O Corinthians não conseguirá vender André Luiz nesta janela. O presidente Osmar Stabile confirmou que o Nottingham Forest não respondeu à contraproposta alvinegra antes do fechamento do mercado inglês, nesta terça-feira (1º).
A negociação era tratada como prioridade para aliviar a crise financeira do clube, mas o desfecho frustrou — e irritou os envolvidos.
A revolta do empresário
Digo Silva, agente de André Luiz, não poupou críticas à diretoria corintiana. Em entrevista ao GE, afirmou que o clube não se organizou para a janela e que blefou com valores fora da realidade.

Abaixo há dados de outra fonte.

// =============================================================================
// Quorum Trade Arbiter — Main Entry Point
// =============================================================================
//
// Wires the arbitration core to its collaborators and runs the evaluation
// and recalibration loops. Without a configured oracle endpoint the engine
// runs fully simulated: synthetic feed, canned oracle, settling executor.
// =============================================================================

// ── Module declarations ──────────────────────────────────────────────────────
mod admission_gate;
mod aggregator;
mod app_state;
mod decision;
mod demo;
mod engine;
mod engine_config;
mod error;
mod execution;
mod inflight;
mod market_data;
mod outcome_recorder;
mod outcome_store;
mod performance;
mod producer;
mod scoring;
mod signal;
mod types;
mod voting_engine;
mod weight_optimizer;
mod weights;

use std::sync::Arc;
use std::time::Duration;

use anyhow::Context;
use tracing::{info, warn};
use tracing_subscriber::EnvFilter;

use crate::admission_gate::AdmissionGate;
use crate::aggregator::{ConflictPolicy, SignalAggregator};
use crate::app_state::AppState;
use crate::demo::{MacroStub, SentimentStub};
use crate::engine::EngineCore;
use crate::engine_config::EngineConfig;
use crate::producer::Producer;
use crate::scoring::{
    HttpOracleClient, OracleClient, OracleSource, ScoringSource, TechnicalSource,
};
use crate::voting_engine::VotingEngine;
use crate::weight_optimizer::{run_optimizer_loop, WeightOptimizer};

#[tokio::main]
async fn main() -> anyhow::Result<()> {
    // ── 1. Environment & config ──────────────────────────────────────────
    let _ = dotenv::dotenv();

    tracing_subscriber::fmt()
        .with_env_filter(
            EnvFilter::try_from_default_env().unwrap_or_else(|_| EnvFilter::new("info")),
        )
        .init();

    info!("╔══════════════════════════════════════════════════════════╗");
    info!("║        Quorum Trade Arbiter — Starting Up               ║");
    info!("╚══════════════════════════════════════════════════════════╝");

    let config_path =
        std::env::var("QUORUM_CONFIG").unwrap_or_else(|_| "engine_config.json".to_string());
    // The admission threshold has no default; a missing or incomplete
    // config is a startup failure, not a silent fallback.
    let config = EngineConfig::load(&config_path)
        .with_context(|| format!("engine config required at {config_path}"))?;

    info!(
        symbols = ?config.symbols,
        min_confidence = config.min_confidence,
        batch_size = config.optimization_batch_size,
        alpha = config.smoothing_alpha,
        "arbitration parameters"
    );

    let per_source_timeout_ms = config.per_source_timeout_ms;
    let oracle_timeout_ms = config.oracle_timeout_ms;
    let producer_specs = config.producers.clone();
    let strategy_priority = config.strategy_priority.clone();
    let sizing_curve = config.sizing_curve()?;

    // ── 2. Build shared state (replays the journal, loads weights) ──────
    let (state, optimize_rx) = AppState::new(config)?;

    // ── 3. Collaborators: market feed, producers, scoring sources ───────
    let feed = Arc::new(demo::SyntheticFeed::new(7));

    let producers: Vec<Arc<dyn Producer>> = producer_specs
        .into_iter()
        .map(|spec| Arc::new(demo::RuleProducer::from_spec(spec)) as Arc<dyn Producer>)
        .collect();

    let oracle_client: Arc<dyn OracleClient> = match (
        std::env::var("ORACLE_API_URL"),
        std::env::var("ORACLE_API_KEY"),
    ) {
        (Ok(url), Ok(key)) => {
            let model = std::env::var("ORACLE_MODEL").unwrap_or_else(|_| "deepseek-chat".into());
            info!(endpoint = %url, model = %model, "using HTTP reasoning oracle");
            Arc::new(HttpOracleClient::new(url, key, model))
        }
        _ => {
            warn!("no oracle endpoint configured, using canned oracle replies");
            Arc::new(demo::CannedOracleClient)
        }
    };

    let sources: Vec<Arc<dyn ScoringSource>> = vec![
        Arc::new(TechnicalSource::default()),
        Arc::new(SentimentStub),
        Arc::new(MacroStub),
        Arc::new(OracleSource::new("oracle", oracle_client, oracle_timeout_ms)),
    ];

    // ── 4. Arbitration pipeline ──────────────────────────────────────────
    let aggregator = SignalAggregator::new(
        producers,
        ConflictPolicy {
            strategy_rank: strategy_priority,
        },
    );
    let voting = VotingEngine::new(sources, per_source_timeout_ms);
    let gate = AdmissionGate::new(state.inflight.clone(), sizing_curve);

    let executor = Arc::new(demo::SettlingExecutor::new(
        state.recorder.clone(),
        Duration::from_secs(90),
        11,
    ));

    let engine = EngineCore::new(state.clone(), aggregator, voting, gate, feed, executor);

    // ── 5. Recalibration task (out-of-band from evaluation) ──────────────
    let optimizer = Arc::new(WeightOptimizer::new(
        state.config.read().smoothing_alpha,
    ));
    tokio::spawn(run_optimizer_loop(
        optimize_rx,
        state.weights.clone(),
        state.performance.clone(),
        optimizer,
    ));

    // ── 6. Evaluation loop ───────────────────────────────────────────────
    tokio::spawn(engine.run());

    // ── 7. Periodic state log ────────────────────────────────────────────
    let log_state = state.clone();
    tokio::spawn(async move {
        let mut interval = tokio::time::interval(Duration::from_secs(60));
        loop {
            interval.tick().await;
            let snapshot = log_state.build_snapshot();
            info!(
                weight_version = snapshot.weight_version,
                open_positions = snapshot.open_positions,
                closed_in_batch = snapshot.closed_in_batch,
                decisions_recorded = snapshot.recent_decisions.len(),
                "engine heartbeat"
            );
        }
    });

    info!("All subsystems running. Press Ctrl+C to stop.");

    // ── 8. Graceful shutdown ─────────────────────────────────────────────
    tokio::signal::ctrl_c().await?;
    warn!("Shutdown signal received — stopping gracefully");

    // Flush anything persistence kept in memory; live trades stay in the
    // journal as opened and are recovered as unresolved on the next boot.
    state.weights.retry_save();
    let open = state.recorder.open_count();
    if open > 0 {
        warn!(open, "decisions still open at shutdown, journal will recover them");
    }

    info!("Quorum Trade Arbiter shut down complete.");
    Ok(())
}
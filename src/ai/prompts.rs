//! Mediation prompts for the generative collaborator

use crate::models::AnalysisResult;

const MEDIATION_ROLE: &str = "Tu es un assistant spécialisé dans la médiation parentale.";

const REPHRASE_SYSTEM: &str = "Ton rôle est de reformuler les messages entre parents séparés \
     pour les rendre neutres, apaisés et centrés sur l'intérêt de l'enfant.\n\n\
     Règles à respecter:\n\
     - Préserver le contenu informatif essentiel\n\
     - Éliminer l'agressivité, les reproches et les accusations\n\
     - Utiliser un ton neutre et respectueux\n\
     - Centrer sur l'intérêt de l'enfant quand c'est pertinent\n\
     - Phrases courtes et claires\n\
     - Une seule information principale par message\n\
     - Pas de points d'exclamation ni de questions rhétoriques";

const RESPONSES_SYSTEM: &str = "Génère des réponses appropriées à des messages entre parents séparés.\n\n\
     Les réponses doivent être:\n\
     - Centrées sur l'intérêt de l'enfant\n\
     - Neutres et respectueuses\n\
     - Informatives et constructives\n\
     - Courtes et claires";

/// What the prompt asks for
#[derive(Debug, Clone, Copy, PartialEq, Eq)]
pub enum PromptKind {
    Rephrase,
    Responses,
}

impl PromptKind {
    /// Number of numbered items the model is asked to produce
    pub fn expected_items(&self) -> usize {
        match self {
            PromptKind::Rephrase => 2,
            PromptKind::Responses => 3,
        }
    }
}

#[derive(Debug, Clone, PartialEq, Eq)]
pub struct Prompt {
    pub kind: PromptKind,
    pub system: String,
    pub user: String,
}

impl Prompt {
    /// Ask for reformulations of an outgoing message
    pub fn rephrase(message: &str, analysis: &AnalysisResult, context: Option<&str>) -> Self {
        let signals = analysis.signals.tags();
        let signals = if signals.is_empty() {
            "aucun".to_string()
        } else {
            signals.join(", ")
        };

        let mut user = format!(
            "Message à reformuler: \"{}\"\n\nSentiment détecté: {}\nSignaux détectés: {}\n",
            message.trim(),
            analysis.sentiment,
            signals
        );
        push_context(&mut user, context);
        user.push_str("\nPropose 2 reformulations différentes, numérotées 1. et 2.");

        Self {
            kind: PromptKind::Rephrase,
            system: format!("{} {}", MEDIATION_ROLE, REPHRASE_SYSTEM),
            user,
        }
    }

    /// Ask for replies to a received message
    pub fn responses(received: &str, context: Option<&str>) -> Self {
        let mut user = format!("Message reçu: \"{}\"\n", received.trim());
        push_context(&mut user, context);
        user.push_str("\nPropose 3 réponses différentes, numérotées 1., 2., et 3.");

        Self {
            kind: PromptKind::Responses,
            system: format!("{} {}", MEDIATION_ROLE, RESPONSES_SYSTEM),
            user,
        }
    }
}

fn push_context(user: &mut String, context: Option<&str>) {
    if let Some(ctx) = context.map(str::trim).filter(|c| !c.is_empty()) {
        user.push_str(&format!("Contexte: {}\n", ctx));
    }
}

“Houve um erro de avaliação na proposta do Milan. O Corinthians não pode recusar um negócio de 17 milhões de euros e depois não ter ofertas nem parecidas com essa. No mundo corporativo em 2026 não existe mais o papo de pôquer. O preço do jogador é o mercado que determina”, disparou.

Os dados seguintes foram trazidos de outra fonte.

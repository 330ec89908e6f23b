//! Regex tables for the softening stages
//!
//! Order inside each table matters: a rule sees the output of the rules
//! before it.

use regex::Regex;
use std::sync::OnceLock;

/// A named pattern-to-replacement transformation
pub struct SofteningRule {
    pub name: &'static str,
    pub pattern: Regex,
    pub replacement: &'static str,
}

impl SofteningRule {
    fn new(name: &'static str, pattern: &str, replacement: &'static str) -> Self {
        Self {
            name,
            pattern: Regex::new(pattern).unwrap(),
            replacement,
        }
    }

    pub fn apply(&self, text: &str) -> String {
        self.pattern
            .replace_all(text, self.replacement)
            .into_owned()
    }
}

static GRAMMAR_RULES: OnceLock<Vec<SofteningRule>> = OnceLock::new();
static GENERALIZATION_RULES: OnceLock<Vec<SofteningRule>> = OnceLock::new();
static EXCLAMATION_RUN: OnceLock<Regex> = OnceLock::new();
static QUESTION_RUN: OnceLock<Regex> = OnceLock::new();
static WHITESPACE_RUN: OnceLock<Regex> = OnceLock::new();

/// Second-person accusations and blame, rewritten impersonally
pub fn grammar_rules() -> &'static [SofteningRule] {
    GRAMMAR_RULES.get_or_init(|| {
        vec![
            SofteningRule::new(
                "you-never",
                r"(?i)\btu\s+(?:ne\s+|n['’])?(\w+)\s+jamais\b",
                "il serait bien de ${1} plus souvent",
            ),
            SofteningRule::new(
                "you-always",
                r"(?i)\btu\s+(\w+)\s+toujours\b",
                "il arrive que l'on ${1}",
            ),
            SofteningRule::new(
                "why-do-you",
                r"(?i)\bpourquoi\s+(?:est-ce\s+que\s+|est-ce\s+qu['’])?tu\s+(?:ne\s+|n['’])?",
                "serait-il possible de ",
            ),
            SofteningRule::new(
                "stop",
                r"(?i)\barr[eê]te\s+(?:de\s+|d['’])",
                "il serait préférable de ne pas ",
            ),
            SofteningRule::new(
                "you-must",
                r"(?i)\b(?:tu\s+dois|vous\s+devez)\s+",
                "il serait bien de ",
            ),
            SofteningRule::new(
                "your-fault",
                r"(?i)\b(?:(?:c['’]est|tout\s+est)\s+(?:de\s+)?(?:ta|votre)\s+faute|par\s+(?:ta|votre)\s+faute)",
                "pour le bien de notre enfant, cherchons une solution",
            ),
            SofteningRule::new(
                "because-of-you",
                r"(?i)\bà\s+cause\s+de\s+(?:toi|vous)\b",
                "dans l'intérêt de notre enfant",
            ),
        ]
    })
}

/// Absolute quantifiers, softened
pub fn generalization_rules() -> &'static [SofteningRule] {
    GENERALIZATION_RULES.get_or_init(|| {
        vec![
            SofteningRule::new("always", r"(?i)\btoujours\b", "parfois"),
            SofteningRule::new("never", r"(?i)\bjamais\b", "rarement"),
            SofteningRule::new("all-the-time", r"(?i)\btout\s+le\s+temps\b", "parfois"),
        ]
    })
}

/// Any `!` (with the space French typography puts before it)
pub fn exclamation_run() -> &'static Regex {
    EXCLAMATION_RUN.get_or_init(|| Regex::new(r"\s*!+").unwrap())
}

pub fn question_run() -> &'static Regex {
    QUESTION_RUN.get_or_init(|| Regex::new(r"\?{2,}").unwrap())
}

pub fn whitespace_run() -> &'static Regex {
    WHITESPACE_RUN.get_or_init(|| Regex::new(r"\s+").unwrap())
}
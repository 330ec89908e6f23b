//! Impact scoring
//!
//! Converts a `SignalSet` into a bounded integer score and a qualitative
//! level, independent of any external model.
//!
//! # Scoring Formula
//!
//! ```text
//! score = 2 × (trigger categories + generalization + rhetorical question + negative comparison)
//!       + 1 if punctuation excess
//!       + 3 if all caps
//!
//! level = high      if score >= 6
//!         moderate  if score >= 3
//!         low       otherwise
//! ```
//!
//! Weights and thresholds come from [`ScoringConfig`] so they can be tuned
//! per deployment and asserted exactly in tests.

mod sentiment;

pub use sentiment::{calm_score, classify_sentiment, POSITIVE_MARKERS};

use crate::config::ScoringConfig;
use crate::models::{ImpactLevel, ImpactScore, Signal, SignalSet};

pub const DEFAULT_CATEGORY_WEIGHT: u32 = 2;
pub const DEFAULT_PUNCTUATION_WEIGHT: u32 = 1;
pub const DEFAULT_ALL_CAPS_WEIGHT: u32 = 3;
pub const DEFAULT_HIGH_THRESHOLD: u32 = 6;
pub const DEFAULT_MODERATE_THRESHOLD: u32 = 3;

/// Pure scorer over detected signals
#[derive(Debug, Clone, Default)]
pub struct ImpactScorer {
    config: ScoringConfig,
}

impl ImpactScorer {
    pub fn new(config: ScoringConfig) -> Self {
        Self { config }
    }

    pub fn config(&self) -> &ScoringConfig {
        &self.config
    }

    /// Weight contributed by a single signal
    pub fn weight(&self, signal: Signal) -> u32 {
        match signal {
            Signal::Trigger(_)
            | Signal::Generalization
            | Signal::RhetoricalQuestion
            | Signal::NegativeComparison => self.config.category_weight,
            Signal::PunctuationExcess => self.config.punctuation_weight,
            Signal::AllCaps => self.config.all_caps_weight,
        }
    }

    /// Score a message from its signals. `raw_text` is accepted so callers
    /// pass the same pair they detected on; blank text always scores zero.
    pub fn score(&self, signals: &SignalSet, raw_text: &str) -> ImpactScore {
        if raw_text.trim().is_empty() {
            return ImpactScore::default();
        }
        let score = signals
            .iter()
            .map(|s| self.weight(*s))
            .fold(0u32, u32::saturating_add);
        ImpactScore {
            score,
            level: self.level(score),
        }
    }

    pub fn level(&self, score: u32) -> ImpactLevel {
        if score >= self.config.high_threshold {
            ImpactLevel::High
        } else if score >= self.config.moderate_threshold {
            ImpactLevel::Moderate
        } else {
            ImpactLevel::Low
        }
    }
}

#[cfg(test)]
mod tests {
    use super::*;
    use crate::models::TriggerCategory;

    fn set(signals: &[Signal]) -> SignalSet {
        let mut s = SignalSet::new();
        for sig in signals {
            s.insert(*sig);
        }
        s
    }

    #[test]
    fn test_empty_signals_score_zero() {
        let scorer = ImpactScorer::default();
        let impact = scorer.score(&SignalSet::new(), "Bonjour");
        assert_eq!(impact.score, 0);
        assert_eq!(impact.level, ImpactLevel::Low);
    }

    #[test]
    fn test_level_boundaries() {
        let scorer = ImpactScorer::default();
        assert_eq!(scorer.level(6), ImpactLevel::High);
        assert_eq!(scorer.level(5), ImpactLevel::Moderate);
        assert_eq!(scorer.level(3), ImpactLevel::Moderate);
        assert_eq!(scorer.level(2), ImpactLevel::Low);
    }

    #[test]
    fn test_three_categories_is_high() {
        let scorer = ImpactScorer::default();
        let signals = set(&[
            Signal::Trigger(TriggerCategory::Reproach),
            Signal::Trigger(TriggerCategory::Sarcasm),
            Signal::Trigger(TriggerCategory::Accusation),
        ]);
        let impact = scorer.score(&signals, "x");
        assert_eq!(impact.score, 6);
        assert_eq!(impact.level, ImpactLevel::High);
    }

    #[test]
    fn test_two_categories_plus_punctuation_is_moderate() {
        let scorer = ImpactScorer::default();
        let signals = set(&[
            Signal::Trigger(TriggerCategory::Reproach),
            Signal::Trigger(TriggerCategory::Manipulation),
            Signal::PunctuationExcess,
        ]);
        let impact = scorer.score(&signals, "x");
        assert_eq!(impact.score, 5);
        assert_eq!(impact.level, ImpactLevel::Moderate);
    }

    #[test]
    fn test_all_caps_alone_is_moderate() {
        let impact = ImpactScorer::default().score(&set(&[Signal::AllCaps]), "ALLO");
        assert_eq!(impact.score, 3);
        assert_eq!(impact.level, ImpactLevel::Moderate);
    }

    #[test]
    fn test_custom_thresholds() {
        let scorer = ImpactScorer::new(ScoringConfig {
            high_threshold: 10,
            moderate_threshold: 5,
            ..Default::default()
        });
        assert_eq!(scorer.level(6), ImpactLevel::Moderate);
        assert_eq!(scorer.level(4), ImpactLevel::Low);
    }
}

O agente se referia à oferta do Milan, vetada no início da temporada pelo presidente Osmar Stabile após reação negativa da torcida.
A estratégia alvinegra
Stabile explicou que o clube começou com uma proposta baixa, com intenção de aumentar o valor para quase R$ 150 milhões. A venda era essencial para o planejamento financeiro do ano.
O Corinthians precisa cumprir a meta de R$ 150 milhões em vendas, além de lidar com salários atrasados e três transfer bans.
A crise no papel
No primeiro semestre, o clube registrou déficit de quase R$ 250 milhões. A dívida total subiu para R$ 2,8 bilhões — um cenário que torna a busca por receita urgente.
O que pode acontecer agora
Sem a janela inglesa, a diretoria busca alternativas. Uma delas passa pela Grécia: o empresário Evangelos Marinakis, dono do Nottingham Forest, também controla o Olympiacos. O clube grego poderia entrar na negociação como ponte para concretizar a transferência de André Luiz.